• Brief:
Using the records that appear below, write out exactly the lines from the one with "ColumnDef::new(Accounts::AccountNumber)" through the one with "ColumnDef::new(Accounts::Department)", keeping both end lines.

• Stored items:
####################

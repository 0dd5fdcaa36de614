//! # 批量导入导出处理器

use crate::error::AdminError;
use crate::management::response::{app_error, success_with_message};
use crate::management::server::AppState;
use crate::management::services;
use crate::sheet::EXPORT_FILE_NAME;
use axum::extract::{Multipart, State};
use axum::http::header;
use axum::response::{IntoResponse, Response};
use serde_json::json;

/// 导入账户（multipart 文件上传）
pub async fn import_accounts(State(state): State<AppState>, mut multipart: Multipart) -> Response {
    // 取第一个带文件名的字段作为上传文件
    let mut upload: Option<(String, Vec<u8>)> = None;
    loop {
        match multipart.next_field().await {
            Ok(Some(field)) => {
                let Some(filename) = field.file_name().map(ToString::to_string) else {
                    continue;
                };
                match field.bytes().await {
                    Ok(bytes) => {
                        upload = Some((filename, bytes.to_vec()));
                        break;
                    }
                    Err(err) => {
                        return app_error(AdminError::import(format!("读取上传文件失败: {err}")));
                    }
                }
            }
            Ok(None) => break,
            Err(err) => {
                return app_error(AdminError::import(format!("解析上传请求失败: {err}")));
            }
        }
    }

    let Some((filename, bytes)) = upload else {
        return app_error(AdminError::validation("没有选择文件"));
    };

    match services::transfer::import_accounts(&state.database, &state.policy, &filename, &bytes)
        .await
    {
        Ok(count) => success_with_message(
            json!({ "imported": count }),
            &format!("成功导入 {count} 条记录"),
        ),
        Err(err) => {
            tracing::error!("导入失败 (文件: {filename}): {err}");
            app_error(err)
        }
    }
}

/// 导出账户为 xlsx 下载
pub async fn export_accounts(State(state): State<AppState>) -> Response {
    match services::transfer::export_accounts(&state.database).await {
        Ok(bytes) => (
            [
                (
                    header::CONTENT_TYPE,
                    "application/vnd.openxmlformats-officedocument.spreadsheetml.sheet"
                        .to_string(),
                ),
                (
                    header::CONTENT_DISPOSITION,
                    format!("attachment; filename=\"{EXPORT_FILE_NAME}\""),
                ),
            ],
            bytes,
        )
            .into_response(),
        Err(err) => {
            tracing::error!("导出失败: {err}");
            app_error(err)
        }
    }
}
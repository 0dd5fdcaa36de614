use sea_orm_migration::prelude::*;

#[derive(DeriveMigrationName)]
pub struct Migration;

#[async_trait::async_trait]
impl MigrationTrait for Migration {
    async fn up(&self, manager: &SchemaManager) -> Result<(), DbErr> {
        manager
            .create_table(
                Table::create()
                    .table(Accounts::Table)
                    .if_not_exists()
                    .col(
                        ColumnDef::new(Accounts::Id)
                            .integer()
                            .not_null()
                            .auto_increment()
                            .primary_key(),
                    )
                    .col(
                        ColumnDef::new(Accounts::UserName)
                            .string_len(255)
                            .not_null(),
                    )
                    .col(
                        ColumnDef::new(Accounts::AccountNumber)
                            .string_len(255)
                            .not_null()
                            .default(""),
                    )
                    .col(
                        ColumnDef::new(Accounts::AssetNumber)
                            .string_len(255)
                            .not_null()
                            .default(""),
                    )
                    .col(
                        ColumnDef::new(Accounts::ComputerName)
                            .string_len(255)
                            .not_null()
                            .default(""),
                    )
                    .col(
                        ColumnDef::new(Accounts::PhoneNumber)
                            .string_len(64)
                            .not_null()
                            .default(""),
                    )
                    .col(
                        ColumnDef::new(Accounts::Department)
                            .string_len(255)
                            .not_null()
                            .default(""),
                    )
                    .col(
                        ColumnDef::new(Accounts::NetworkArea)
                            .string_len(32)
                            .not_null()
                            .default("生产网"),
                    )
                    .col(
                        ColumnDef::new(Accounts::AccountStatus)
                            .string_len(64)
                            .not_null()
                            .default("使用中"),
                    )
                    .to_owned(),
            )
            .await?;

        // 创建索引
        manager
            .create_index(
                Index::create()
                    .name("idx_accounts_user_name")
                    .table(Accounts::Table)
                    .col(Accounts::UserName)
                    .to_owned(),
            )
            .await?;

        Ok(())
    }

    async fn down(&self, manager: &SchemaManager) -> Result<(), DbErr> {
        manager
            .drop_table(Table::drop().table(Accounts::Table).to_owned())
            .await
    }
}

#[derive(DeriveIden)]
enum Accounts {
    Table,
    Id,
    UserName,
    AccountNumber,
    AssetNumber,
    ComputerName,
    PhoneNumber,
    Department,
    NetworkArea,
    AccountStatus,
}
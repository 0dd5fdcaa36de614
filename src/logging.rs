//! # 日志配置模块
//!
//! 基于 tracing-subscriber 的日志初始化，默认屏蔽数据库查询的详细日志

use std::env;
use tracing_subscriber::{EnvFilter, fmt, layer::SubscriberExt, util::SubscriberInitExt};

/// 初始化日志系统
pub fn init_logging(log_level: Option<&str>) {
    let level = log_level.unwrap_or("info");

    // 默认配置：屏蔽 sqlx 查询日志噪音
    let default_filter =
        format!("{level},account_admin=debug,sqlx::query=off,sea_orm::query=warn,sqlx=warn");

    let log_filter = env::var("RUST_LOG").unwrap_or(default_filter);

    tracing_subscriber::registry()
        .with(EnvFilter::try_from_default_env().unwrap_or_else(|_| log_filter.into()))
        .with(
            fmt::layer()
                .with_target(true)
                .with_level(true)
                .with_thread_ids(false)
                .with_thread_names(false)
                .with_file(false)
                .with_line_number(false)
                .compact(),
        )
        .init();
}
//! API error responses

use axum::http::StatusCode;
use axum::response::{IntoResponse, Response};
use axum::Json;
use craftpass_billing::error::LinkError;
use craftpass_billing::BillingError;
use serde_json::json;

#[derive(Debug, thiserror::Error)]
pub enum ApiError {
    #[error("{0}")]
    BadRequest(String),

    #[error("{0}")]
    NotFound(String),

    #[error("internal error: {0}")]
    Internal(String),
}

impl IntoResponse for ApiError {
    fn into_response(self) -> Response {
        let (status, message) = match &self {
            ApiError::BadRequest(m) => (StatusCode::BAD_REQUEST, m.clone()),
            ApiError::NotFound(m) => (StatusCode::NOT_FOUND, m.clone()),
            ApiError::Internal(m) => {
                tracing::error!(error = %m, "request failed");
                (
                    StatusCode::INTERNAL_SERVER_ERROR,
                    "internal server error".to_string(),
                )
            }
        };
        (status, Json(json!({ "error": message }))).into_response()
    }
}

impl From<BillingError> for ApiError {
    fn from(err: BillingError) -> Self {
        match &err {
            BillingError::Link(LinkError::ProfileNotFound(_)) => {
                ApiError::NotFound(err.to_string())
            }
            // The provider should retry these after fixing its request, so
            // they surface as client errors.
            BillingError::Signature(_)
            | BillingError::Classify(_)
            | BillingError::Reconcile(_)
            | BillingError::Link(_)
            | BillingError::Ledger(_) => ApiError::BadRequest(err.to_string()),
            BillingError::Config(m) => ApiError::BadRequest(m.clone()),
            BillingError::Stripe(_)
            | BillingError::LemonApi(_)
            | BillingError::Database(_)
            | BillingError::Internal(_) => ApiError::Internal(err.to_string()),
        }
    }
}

####################

• Written solution:
                        ColumnDef::new(Accounts::AccountNumber)
                            .string_len(255)
                            .not_null()
                            .default(""),
                    )
                    .col(
                        ColumnDef::new(Accounts::AssetNumber)
                            .string_len(255)
                            .not_null()
                            .default(""),
                    )
                    .col(
                        ColumnDef::new(Accounts::ComputerName)
                            .string_len(255)
                            .not_null()
                            .default(""),
                    )
                    .col(
                        ColumnDef::new(Accounts::PhoneNumber)
                            .string_len(64)
                            .not_null()
                            .default(""),
                    )
                    .col(
                        ColumnDef::new(Accounts::Department)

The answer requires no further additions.